From my brief Wikipedying, if counter-rotating props' tops go towards each other, each has a reduced P-factor so the loss of either engine won't yaw the aircraft as hard as if the bottoms come together.

As I don't really care about safety of my aircraft's occupants (usually a couple ants after it sits on the grass) or reliability, I'd prefer to increase the P-factor for fun and flat spin potential. Out of curiosity, does the direction of counter-rotating props (rather, counter- or similar- in a twin) affect the efficiency?

  • $\begingroup$ If your aim is to increase the P-factor, why not try a twin whose props both spin the same way, such as a Dragon Rapide. But please don't try to spin a historic aircraft if you don't know what you're doing. $\endgroup$
    – Dan Hulme
    Commented Sep 6, 2015 at 22:08
  • 2
    $\begingroup$ This is a model aircraft (I suppose my "ants" comment was a bit thick) $\endgroup$
    – Nick T
    Commented Sep 6, 2015 at 23:29
  • $\begingroup$ You might find reading about the P-38 Lightning or F-82 Twin Mustang interesting. If I'm not mistaken both of these airplanes had counter-rotating propellors such that the p-factor was least favorable on both sides. I believe this was done to make the unfavorable characteristics from slipstream less and to reduce stall speed with both engines operative. In any case, this setup is definitely less stable and would probably give you some great spins in a model. Then again, with a model the p-factor difference is probably immeasurable. $\endgroup$
    – ryan1618
    Commented Sep 7, 2015 at 1:00

1 Answer 1


It might. Depending on how close to the wingtips your props are.

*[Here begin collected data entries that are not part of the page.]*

//! Playlist item enums

use serde::{Deserialize, Serialize};
use serde_repr::{Deserialize_repr, Serialize_repr};
use std::fmt::Display;

/// What kind of tree entry a node is.
#[derive(Serialize_repr, Deserialize_repr, Debug, PartialEq, Eq, Default, Clone, Copy)]
#[repr(u8)]
pub enum ItemType {
    /// Top-level entry. May own subsongs.
    #[default]
    Song = 0,
    /// A numbered section within a main song's file.
    Subsong = 1,
}

/// Mutable classification of a playlist item.
///
/// Only `Blacklisted` gates auto-playability; `ShortDuration` changes
/// iconography and leaves skipping to the caller.
#[derive(Serialize_repr, Deserialize_repr, Debug, PartialEq, Eq, Default, Clone, Copy)]
#[repr(u8)]
pub enum ItemTag {
    #[default]
    Normal = 0,
    /// Runtime below the player's short-song threshold.
    ShortDuration = 1,
    /// Never picked up by automatic navigation.
    Blacklisted = 2,
}

impl TryFrom<u8> for ItemTag {
    type Error = ();

    fn try_from(v: u8) -> Result<Self, Self::Error> {
        match v {
            x if x == Self::Normal as u8 => Ok(Self::Normal),
            x if x == Self::ShortDuration as u8 => Ok(Self::ShortDuration),
            x if x == Self::Blacklisted as u8 => Ok(Self::Blacklisted),
            _ => Err(()),
        }
    }
}

/// C64 ROM image a tune needs for correct emulation.
#[derive(Serialize_repr, Deserialize_repr, Debug, PartialEq, Eq, Default, Clone, Copy)]
#[repr(u8)]
pub enum RomRequirement {
    /// Self-contained tune.
    #[default]
    None = 0,
    BasicRom = 1,
    KernalRom = 2,
    CharacterRom = 3,
}

impl Display for RomRequirement {
    fn fmt(&self, f: &mut std::fmt::Formatter<'_>) -> std::fmt::Result {
        match self {
            Self::None => write!(f, "No ROM required"),
            Self::BasicRom => write!(f, "BASIC ROM"),
            Self::KernalRom => write!(f, "Kernal ROM"),
            Self::CharacterRom => write!(f, "Character ROM"),
        }
    }
}

impl TryFrom<u8> for RomRequirement {
    type Error = ();

    fn try_from(v: u8) -> Result<Self, Self::Error> {
        match v {
            x if x == Self::None as u8 => Ok(Self::None),
            x if x == Self::BasicRom as u8 => Ok(Self::BasicRom),
            x if x == Self::KernalRom as u8 => Ok(Self::KernalRom),
            x if x == Self::CharacterRom as u8 => Ok(Self::CharacterRom),
            _ => Err(()),
        }
    }
}

/// Which ROM images the host application has installed.
#[derive(Serialize, Deserialize, Debug, Default, Clone, Copy, PartialEq, Eq)]
pub struct RomSet {
    pub basic: bool,
    pub kernal: bool,
    pub chargen: bool,
}

impl RomSet {
    /// Can a tune with this requirement play on the host?
    pub const fn permits(self, requirement: RomRequirement) -> bool {
        match requirement {
            RomRequirement::None => true,
            RomRequirement::BasicRom => self.basic,
            RomRequirement::KernalRom => self.kernal,
            RomRequirement::CharacterRom => self.chargen,
        }
    }
}

/// Icons the presentation layer can draw on a playlist row.
#[derive(Serialize_repr, Deserialize_repr, Debug, PartialEq, Eq, Default, Clone, Copy)]
#[repr(u8)]
pub enum IconId {
    #[default]
    NoIcon = 0,
    /// Marks the subsong playback starts from.
    DefaultSubsongIndicator = 1,
    /// The tune needs a ROM image.
    ChipIcon = 2,
    SkipShort = 3,
    RemoveSong = 4,
}
impl Playlist {
    // --- Mutation

    /// Append a main song. The returned reference is valid until the next
    /// mutation; re-resolve through [`Self::get_song`] after that.
    pub fn add_song(
        &mut self,
        title: impl Into<String>,
        filepath: impl Into<PathBuf>,
        default_subsong: usize,
        duration_millis: u32,
        author: impl Into<String>,
        rom_requirement: RomRequirement,
        playable: bool,
    ) -> &PlaylistNode {
        let node = PlaylistNode::new_song(
            title,
            filepath,
            default_subsong,
            duration_millis,
            author,
            rom_requirement,
            playable,
        );
        let item = node.key();
        self.entries.push(node);
        self.events.push(PlaylistEvent::ItemAdded { parent: None, item });
        self.entries.last().expect("unreachable")
    }

    /// Append one subsong child per duration to the song at `filepath`.
    ///
    /// Children are numbered from 1 and inherit path, ROM requirement and
    /// playability from their parent; the one matching the parent's default
    /// subsong gets the indicator icon. Empty input is a no-op that emits
    /// nothing; otherwise a single batched event covers every new child.
    pub fn add_subsongs(
        &mut self,
        filepath: &Path,
        durations_millis: &[u32],
    ) -> Result<(), PlaylistError> {
        if durations_millis.is_empty() {
            return Ok(());
        }
        let Some(song) = self.entries.iter_mut().find(|song| song.filepath == filepath) else {
            return Err(PlaylistError::NotFound {
                filepath: filepath.to_path_buf(),
            });
        };

        let parent = song.key();
        let mut items = Vec::with_capacity(durations_millis.len());
        for (cnt, duration_millis) in durations_millis.iter().enumerate() {
            let index = cnt + 1;
            let mut child = PlaylistNode::new_subsong(song, index, *duration_millis);
            if song.default_subsong() == index {
                child.set_icon(IconId::DefaultSubsongIndicator);
            }
            items.push(child.key());
            song.add_child(child);
        }

        self.events.push(PlaylistEvent::ItemsAdded { parent, items });
        Ok(())
    }

    /// Remove a main song; its subsongs go with it.
    ///
    /// The active-node reference is cleared first when it points into the
    /// removed song. A miss leaves the playlist completely unchanged.
    pub fn remove_song(&mut self, filepath: &Path) -> Result<(), PlaylistError> {
        let Some(position) = self
            .entries
            .iter()
            .position(|song| song.filepath == filepath)
        else {
            warn!("remove_song: {filepath:?} is not in the playlist");
            return Err(PlaylistError::NotFound {
                filepath: filepath.to_path_buf(),
            });
        };

        if self
            .active
            .as_ref()
            .is_some_and(|active| active.filepath == filepath)
        {
            self.active = None;
        }

        let node = self.entries.remove(position);
        self.events.push(PlaylistEvent::ItemDeleted {
            parent: None,
            item: node.key(),
        });
        Ok(())
    }

    /// Drop every entry.
    pub fn clear(&mut self) {
        self.active = None;
        self.entries.clear();
        self.events.push(PlaylistEvent::Cleared);
        debug!("playlist cleared");
    }

    // --- Lookup

    pub const fn get_songs(&self) -> &Vec<PlaylistNode> {
        &self.entries
    }

    pub fn is_empty(&self) -> bool {
        self.entries.is_empty()
    }

    /// First main song whose path matches exactly.
    pub fn get_song(&self, filepath: &Path) -> Option<&PlaylistNode> {
        self.entries.iter().find(|song| song.filepath == filepath)
    }

    /// Exact 1-based subsong lookup; subsong 0 means "whatever playback
    /// would actually start" and resolves through
    /// [`Self::get_effective_initial_subsong`].
    pub fn get_subsong(&self, filepath: &Path, subsong: usize) -> Option<&PlaylistNode> {
        let song = self.get_song(filepath)?;
        if subsong == 0 {
            return self.get_effective_initial_subsong(song);
        }
        song.subsong(subsong)
    }

    /// Where playback of `song` actually begins.
    ///
    /// A subsongless song stands for itself, if auto-playable. Otherwise
    /// the preferred start (the default subsong under the repeat-default
    /// option, the first subsong else) wins when auto-playable, falling
    /// back to a linear scan for the first auto-playable child.
    pub fn get_effective_initial_subsong<'a>(
        &self,
        song: &'a PlaylistNode,
    ) -> Option<&'a PlaylistNode> {
        debug_assert_eq!(song.item_type, ItemType::Song);

        if song.subsong_count() == 0 {
            if song.is_auto_playable(self.roms) {
                return Some(song);
            }
            return None;
        }

        let preferred_start = if self.repeat_mode_default_subsong {
            song.default_subsong()
        } else {
            1
        };
        if let Some(subsong) = song.subsong(preferred_start) {
            if subsong.is_auto_playable(self.roms) {
                return Some(subsong);
            }
        }

        song.subsongs()
            .iter()
            .find(|subsong| subsong.is_auto_playable(self.roms))
    }

    // --- Navigation

    /// Next auto-playable song after the active one.
    pub fn get_next_song(&self) -> Option<&PlaylistNode> {
        self.get_next_song_from(self.get_active_song()?)
    }

    /// Next auto-playable song after `from`, resolved to the subsong that
    /// would start. `None` at the end of the playlist; never wraps.
    pub fn get_next_song_from(&self, from: &PlaylistNode) -> Option<&PlaylistNode> {
        let position = self
            .entries
            .iter()
            .position(|song| song.filepath == from.filepath)?;
        let next = self.entries.get(position + 1)?;
        if next.is_auto_playable(self.roms) {
            return self.get_effective_initial_subsong(next);
        }
        self.get_next_song_from(next) // Not playable, try the one after it.
    }

    /// Previous auto-playable song before the active one.
    pub fn get_prev_song(&self) -> Option<&PlaylistNode> {
        self.get_prev_song_from(self.get_active_song()?)
    }

    pub fn get_prev_song_from(&self, from: &PlaylistNode) -> Option<&PlaylistNode> {
        let position = self
            .entries
            .iter()
            .position(|song| song.filepath == from.filepath)?;
        if position == 0 {
            return None;
        }
        let prev = &self.entries[position - 1];
        if prev.is_auto_playable(self.roms) {
            return self.get_effective_initial_subsong(prev);
        }
        self.get_prev_song_from(prev)
    }

    /// Next auto-playable subsong within the active song.
    pub fn get_next_subsong(&self) -> Option<&PlaylistNode> {
        self.get_next_subsong_from(self.get_active_song()?)
    }

    /// Strictly intra-song: hitting the last subsong gives `None`, moving
    /// to another song is the caller's explicit choice.
    pub fn get_next_subsong_from(&self, from: &PlaylistNode) -> Option<&PlaylistNode> {
        let song = self.get_song(&from.filepath)?; // Gone if removed meanwhile.
        if from.default_subsong() >= song.subsong_count() {
            return None;
        }
        let next = song.subsong(from.default_subsong() + 1)?;
        if next.is_auto_playable(self.roms) {
            return Some(next);
        }
        self.get_next_subsong_from(next)
    }

    pub fn get_prev_subsong(&self) -> Option<&PlaylistNode> {
        self.get_prev_subsong_from(self.get_active_song()?)
    }

    pub fn get_prev_subsong_from(&self, from: &PlaylistNode) -> Option<&PlaylistNode> {
        if from.default_subsong() <= 1 {
            return None;
        }
        let prev = self.get_subsong(&from.filepath, from.default_subsong() - 1)?;
        if prev.is_auto_playable(self.roms) {
            return Some(prev);
        }
        self.get_prev_subsong_from(prev)
    }

    // --- Active item

    pub fn get_active_song(&self) -> Option<&PlaylistNode> {
        self.get_node(self.active.as_ref()?)
    }

    /// Resolve a key to its node.
    pub fn get_node(&self, key: &NodeKey) -> Option<&PlaylistNode> {
        let song = self.get_song(&key.filepath)?;
        if key.subsong == 0 {
            return Some(song);
        }
        song.subsong(key.subsong)
    }

    fn get_node_mut(&mut self, key: &NodeKey) -> Option<&mut PlaylistNode> {
        let song = self
            .entries
            .iter_mut()
            .find(|song| song.filepath == key.filepath)?;
        if key.subsong == 0 {
            return Some(song);
        }
        song.subsong_mut(key.subsong)
    }

    /// Make `key` the active (playing) item.
    ///
    /// Returns false without touching any state when the node is missing or
    /// not playable. Afterwards exactly one node carries active styling,
    /// plus its parent group when the node is a subsong; the previous
    /// holder is fully cleared first.
    pub fn try_set_active_song(&mut self, key: &NodeKey, autoexpand: bool) -> bool {
        match self.get_node(key) {
            Some(node) if node.is_playable() => {}
            _ => return false,
        }

        // Handle old node
        if let Some(old_key) = self.active.take() {
            if autoexpand && old_key.subsong != 0 {
                self.events.push(PlaylistEvent::CollapseItem {
                    item: NodeKey::song(old_key.filepath.clone()),
                });
            }
            if let Some(old_node) = self.get_node_mut(&old_key) {
                old_node.reset_attr();
            }
            if old_key.subsong != 0 {
                if let Some(parent) = self.get_node_mut(&NodeKey::song(old_key.filepath.clone())) {
                    parent.reset_attr();
                }
            }
        }

        // Highlight new node
        self.active = Some(key.clone());
        if let Some(node) = self.get_node_mut(key) {
            node.attr_mut().bold = true;
        }

        // Also highlight and optionally unfold the parent group
        if key.subsong != 0 {
            let parent_key = NodeKey::song(key.filepath.clone());
            if let Some(parent) = self.get_node_mut(&parent_key) {
                let attr = parent.attr_mut();
                attr.bold = true;
                attr.color = Some(ACTIVE_PARENT_COLOR.to_owned());
            }
            if autoexpand {
                self.events.push(PlaylistEvent::ExpandItem { item: parent_key });
            }
        }

        true
    }

    // --- Tag & styling state

    /// Classify a node and restyle it accordingly.
    ///
    /// Without `force` an unplayable node keeps its tag, so automatic
    /// classification sweeps can't overwrite hard-selected items. `force`
    /// also resets styling attributes; non-forced calls leave them alone to
    /// keep active highlighting intact.
    pub fn set_item_tag(&mut self, key: &NodeKey, tag: ItemTag, force: bool) {
        // Parent's default-subsong index, for the indicator icon below.
        let parent_default = self.get_song(&key.filepath).map(PlaylistNode::default_subsong);

        let Some(node) = self.get_node_mut(key) else {
            warn!("set_item_tag: no node for {key:?}");
            return;
        };
        if !force && !node.is_playable() {
            return;
        }

        node.set_tag(tag);
        if force {
            node.reset_attr();
        }

        match tag {
            ItemTag::Normal => {
                let is_default_subsong = node.item_type == ItemType::Subsong
                    && Some(node.default_subsong()) == parent_default;
                node.set_icon(if is_default_subsong {
                    IconId::DefaultSubsongIndicator
                } else {
                    IconId::NoIcon
                });

                if node.rom_requirement != RomRequirement::None {
                    // Chip icon goes on the main/single song only.
                    if node.item_type == ItemType::Song {
                        node.set_icon(IconId::ChipIcon);
                    }
                    if !node.is_playable() {
                        let color = if node.rom_requirement == RomRequirement::BasicRom {
                            UNPLAYABLE_BASIC_COLOR
                        } else {
                            UNPLAYABLE_ROM_COLOR
                        };
                        node.mark_unplayable(color);
                    }
                }
            }
            ItemTag::ShortDuration => node.set_icon(IconId::SkipShort),
            ItemTag::Blacklisted => node.set_icon(IconId::RemoveSong),
        }

        self.events.push(PlaylistEvent::ItemChanged { item: key.clone() });
    }

    // --- Derived presentation policy

    /// The author column earns its width only when it differentiates:
    /// hidden below 2 entries or when every entry shares one author.
    pub fn should_hide_author_column(&self) -> bool {
        self.entries.len() < 2
            || self
                .entries
                .iter()
                .map(|song| song.author.as_str())
                .all_equal()
    }

    // --- Presentation signals

    /// Ask the view to unfold one song's subsong group.
    pub fn expand_song_node(&mut self, key: &NodeKey) {
        self.events.push(PlaylistEvent::ExpandItem {
            item: NodeKey::song(key.filepath.clone()),
        });
    }

    pub fn expand_all(&mut self) {
        for song in &self.entries {
            self.events.push(PlaylistEvent::ExpandItem { item: song.key() });
        }
    }

    pub fn collapse_all(&mut self) {
        for song in &self.entries {
            self.events
                .push(PlaylistEvent::CollapseItem { item: song.key() });
        }
    }

    // --- Options

    pub const fn get_roms(&self) -> RomSet {
        self.roms
    }

    /// Tell the playlist which C64 ROM images the host has.
    pub fn set_roms(&mut self, roms: RomSet) {
        self.roms = roms;
    }

    pub const fn get_repeat_mode_default_subsong(&self) -> bool {
        self.repeat_mode_default_subsong
    }

    /// Mirror of the app's "repeat mode starts from default subsong" option.
    pub fn set_repeat_mode_default_subsong(&mut self, value: bool) {
        self.repeat_mode_default_subsong = value;
    }

    // --- Events

    /// Pending change notifications, for the presentation layer to drain.
    pub fn get_event_queue(&mut self) -> &mut Vec<PlaylistEvent> {
        &mut self.events
    }
}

If you put the props right at the wingtips, then the conventional rotation to minimize precession and torque actually decreases efficiency by promoting tip vortex (the direction of the prop is the same as tip vortex thereby adding to tip vortex). This reduces lift for the same amount of airspeed.

On the other hand, rotating it the other way round - away from each other - reduces tip vortex by twisting the slipstream the opposite direction as the tip vortex. This increases lift (technically, it reduces the reduction of lift due to tip vortex) for the same amount of airspeed.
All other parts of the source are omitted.